REQUIREMENT: Set down word for word each line from the start of the listing through the line that contains "self.max.fetch_max(now, Ordering::SeqCst);", both included.

MATERIAL PROVIDED:
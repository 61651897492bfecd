//! In-memory source and target used by the engine tests.

#![allow(dead_code)]

use async_trait::async_trait;
use std::collections::{BTreeMap, HashMap, HashSet};
use std::sync::atomic::{AtomicUsize, Ordering};
use std::sync::{Arc, Mutex};
use std::time::Duration;

use mysql_mongo_migrate::{
    Chunk, Config, MigrateError, Pools, Result, SourceReader, TargetWriter, Value,
};

/// Tracks how many operations run at once across both fakes.
#[derive(Debug, Default)]
pub struct InFlight {
    current: AtomicUsize,
    max: AtomicUsize,
}

impl InFlight {
    fn enter(&self) {
        let now = self.current.fetch_add(1, Ordering::SeqCst) + 1;
        self.max.fetch_max(now, Ordering::SeqCst);
    }

    fn exit(&self) {
        self.current.fetch_sub(1, Ordering::SeqCst);
    }

    pub fn max(&self) -> usize {
        self.max.load(Ordering::SeqCst)
    }
}

/// A source whose tables are generated from row counts.
///
/// Tables with an `id` column hold rows `1..=rows`; tables registered with
/// [`MemorySource::with_bare_table`] have no columns, which keeps
/// multi-million row tables cheap.
#[derive(Default)]
pub struct MemorySource {
    tables: BTreeMap<String, (u64, bool)>,
    primary_keys: HashMap<String, Vec<String>>,
    failing_reads: HashSet<String>,
    failing_list: bool,
    delay: Option<Duration>,
    pub reads: Mutex<Vec<(String, u64, usize, Vec<String>)>>,
    pub counts: Mutex<Vec<String>>,
    pub closed: AtomicUsize,
    pub in_flight: Arc<InFlight>,
}

impl MemorySource {
    pub fn new() -> Self {
        Self::default()
    }

    pub fn with_table(mut self, name: &str, rows: u64) -> Self {
        self.tables.insert(name.to_string(), (rows, true));
        self
    }

    pub fn with_bare_table(mut self, name: &str, rows: u64) -> Self {
        self.tables.insert(name.to_string(), (rows, false));
        self
    }

    pub fn with_primary_key(mut self, table: &str, columns: &[&str]) -> Self {
        self.primary_keys.insert(
            table.to_string(),
            columns.iter().map(|c| c.to_string()).collect(),
        );
        self
    }

    pub fn failing_reads(mut self, table: &str) -> Self {
        self.failing_reads.insert(table.to_string());
        self
    }

    /// Fail table listing, as when the catalog query is refused.
    pub fn failing_list(mut self) -> Self {
        self.failing_list = true;
        self
    }

    pub fn with_delay(mut self, delay: Duration) -> Self {
        self.delay = Some(delay);
        self
    }

    pub fn with_in_flight(mut self, in_flight: Arc<InFlight>) -> Self {
        self.in_flight = in_flight;
        self
    }

    /// Offsets read for one table, in call order.
    pub fn offsets(&self, table: &str) -> Vec<u64> {
        self.reads
            .lock()
            .unwrap()
            .iter()
            .filter(|(t, ..)| t == table)
            .map(|(_, offset, ..)| *offset)
            .collect()
    }

    fn table(&self, name: &str) -> Result<(u64, bool)> {
        self.tables
            .get(name)
            .copied()
            .ok_or_else(|| MigrateError::source_query(name, "Table doesn't exist"))
    }
}

#[async_trait]
impl SourceReader for MemorySource {
    async fn list_tables(&self) -> Result<Vec<String>> {
        if self.failing_list {
            return Err(MigrateError::source_query("shop", "Access denied for INFORMATION_SCHEMA"));
        }
        Ok(self.tables.keys().cloned().collect())
    }

    async fn read_chunk(
        &self,
        table: &str,
        offset: u64,
        limit: usize,
        order_by: &[String],
    ) -> Result<Chunk> {
        self.reads
            .lock()
            .unwrap()
            .push((table.to_string(), offset, limit, order_by.to_vec()));

        self.in_flight.enter();
        if let Some(delay) = self.delay {
            tokio::time::sleep(delay).await;
        }
        self.in_flight.exit();

        if self.failing_reads.contains(table) {
            return Err(MigrateError::source_query(table, "Lost connection to MySQL server"));
        }

        let (rows, has_id) = self.table(table)?;
        if offset >= rows {
            return Ok(Chunk::empty(offset));
        }

        let n = (rows - offset).min(limit as u64);
        let (columns, data) = if has_id {
            (
                vec!["id".to_string()],
                (offset..offset + n)
                    .map(|i| vec![Value::I64(i as i64 + 1)])
                    .collect(),
            )
        } else {
            (Vec::new(), (0..n).map(|_| Vec::new()).collect())
        };

        Ok(Chunk::new(offset, Arc::new(columns), data))
    }

    async fn count_rows(&self, table: &str) -> Result<i64> {
        self.counts.lock().unwrap().push(table.to_string());
        Ok(self.table(table)?.0 as i64)
    }

    async fn primary_key(&self, table: &str) -> Result<Vec<String>> {
        Ok(self.primary_keys.get(table).cloned().unwrap_or_default())
    }

    async fn test_connection(&self) -> Result<()> {
        Ok(())
    }

    fn db_type(&self) -> &str {
        "memory"
    }

    async fn close(&self) {
        self.closed.fetch_add(1, Ordering::SeqCst);
    }
}

/// A target that keeps only document counts per collection.
#[derive(Default)]
pub struct MemoryTarget {
    pub collections: Mutex<HashMap<String, u64>>,
    failing_writes: HashSet<String>,
    failing_ensure: bool,
    failing_creates: bool,
    silently_dropped: HashMap<String, u64>,
    delay: Option<Duration>,
    pub inserts: Mutex<Vec<(String, usize)>>,
    pub created: Mutex<Vec<String>>,
    pub dropped: Mutex<Vec<String>>,
    pub ensured: AtomicUsize,
    pub closed: AtomicUsize,
    pub in_flight: Arc<InFlight>,
}

impl MemoryTarget {
    pub fn new() -> Self {
        Self::default()
    }

    /// Pre-populate a collection, as if left over from an earlier run.
    pub fn with_documents(self, collection: &str, docs: u64) -> Self {
        self.collections
            .lock()
            .unwrap()
            .insert(collection.to_string(), docs);
        self
    }

    pub fn failing_writes(mut self, collection: &str) -> Self {
        self.failing_writes.insert(collection.to_string());
        self
    }

    /// Reject database creation.
    pub fn failing_ensure(mut self) -> Self {
        self.failing_ensure = true;
        self
    }

    /// Reject every collection creation.
    pub fn failing_creates(mut self) -> Self {
        self.failing_creates = true;
        self
    }

    /// Acknowledge every insert in full but store `docs` fewer documents.
    pub fn silently_dropping(mut self, collection: &str, docs: u64) -> Self {
        self.silently_dropped.insert(collection.to_string(), docs);
        self
    }

    pub fn with_delay(mut self, delay: Duration) -> Self {
        self.delay = Some(delay);
        self
    }

    pub fn with_in_flight(mut self, in_flight: Arc<InFlight>) -> Self {
        self.in_flight = in_flight;
        self
    }

    pub fn documents(&self, collection: &str) -> Option<u64> {
        self.collections.lock().unwrap().get(collection).copied()
    }

    pub fn insert_sizes(&self, collection: &str) -> Vec<usize> {
        self.inserts
            .lock()
            .unwrap()
            .iter()
            .filter(|(c, _)| c == collection)
            .map(|(_, n)| *n)
            .collect()
    }
}

#[async_trait]
impl TargetWriter for MemoryTarget {
    async fn ensure_database(&self) -> Result<()> {
        self.ensured.fetch_add(1, Ordering::SeqCst);
        if self.failing_ensure {
            return Err(MigrateError::connection("not authorized on shop", "ensuring database"));
        }
        Ok(())
    }

    async fn create_collection(&self, collection: &str) -> Result<()> {
        self.created.lock().unwrap().push(collection.to_string());
        if self.failing_creates {
            return Err(MigrateError::dest_insert(
                collection,
                "not authorized to execute command create",
            ));
        }
        self.collections
            .lock()
            .unwrap()
            .entry(collection.to_string())
            .or_insert(0);
        Ok(())
    }

    async fn drop_collection(&self, collection: &str) -> Result<()> {
        self.dropped.lock().unwrap().push(collection.to_string());
        self.collections.lock().unwrap().remove(collection);
        Ok(())
    }

    async fn insert_chunk(&self, collection: &str, chunk: Chunk) -> Result<u64> {
        assert!(!chunk.is_empty(), "empty chunk sent to target");
        assert!(
            self.collections.lock().unwrap().contains_key(collection),
            "insert into {} before it was created",
            collection
        );

        self.in_flight.enter();
        if let Some(delay) = self.delay {
            tokio::time::sleep(delay).await;
        }
        self.in_flight.exit();

        if self.failing_writes.contains(collection) {
            return Err(MigrateError::dest_insert(collection, "E11000 duplicate key error"));
        }

        let n = chunk.len() as u64;
        self.inserts
            .lock()
            .unwrap()
            .push((collection.to_string(), chunk.len()));

        let stored = n.saturating_sub(self.silently_dropped.get(collection).copied().unwrap_or(0));
        *self
            .collections
            .lock()
            .unwrap()
            .entry(collection.to_string())
            .or_insert(0) += stored;

        Ok(n)
    }

    async fn count_documents(&self, collection: &str) -> Result<i64> {
        Ok(self.documents(collection).unwrap_or(0) as i64)
    }

    async fn test_connection(&self) -> Result<()> {
        Ok(())
    }

    fn db_type(&self) -> &str {
        "memory"
    }

    async fn close(&self) {
        self.closed.fetch_add(1, Ordering::SeqCst);
    }
}

/// Bulk-mode configuration with the given chunk size and concurrency.
pub fn bulk_config(chunk_size: usize, concurrency_limit: usize) -> Config {
    let mut config = Config::from_yaml(
        r#"
source:
  database: shop
target:
  database: shop
migration:
  silent: true
"#,
    )
    .unwrap();
    config.migration.chunk_size = chunk_size;
    config.migration.concurrency_limit = concurrency_limit;
    config
}

/// Single-table configuration copying `source` into `dest`.
pub fn single_table_config(source: &str, dest: &str, chunk_size: usize) -> Config {
    let mut config = bulk_config(chunk_size, 1);
    config.source.table = Some(source.to_string());
    config.target.table = Some(dest.to_string());
    config
}

pub fn pools(source: &Arc<MemorySource>, target: &Arc<MemoryTarget>) -> Pools {
    Pools::new(source.clone(), target.clone())
}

EXERCISE RESPONSE:
repository 61651897492bfecd
//! In-memory source and target used by the engine tests.

#![allow(dead_code)]

use async_trait::async_trait;
use std::collections::{BTreeMap, HashMap, HashSet};
use std::sync::atomic::{AtomicUsize, Ordering};
use std::sync::{Arc, Mutex};
use std::time::Duration;

use mysql_mongo_migrate::{
    Chunk, Config, MigrateError, Pools, Result, SourceReader, TargetWriter, Value,
};

/// Tracks how many operations run at once across both fakes.
#[derive(Debug, Default)]
pub struct InFlight {
    current: AtomicUsize,
    max: AtomicUsize,
}

impl InFlight {
    fn enter(&self) {
        let now = self.current.fetch_add(1, Ordering::SeqCst) + 1;
        self.max.fetch_max(now, Ordering::SeqCst);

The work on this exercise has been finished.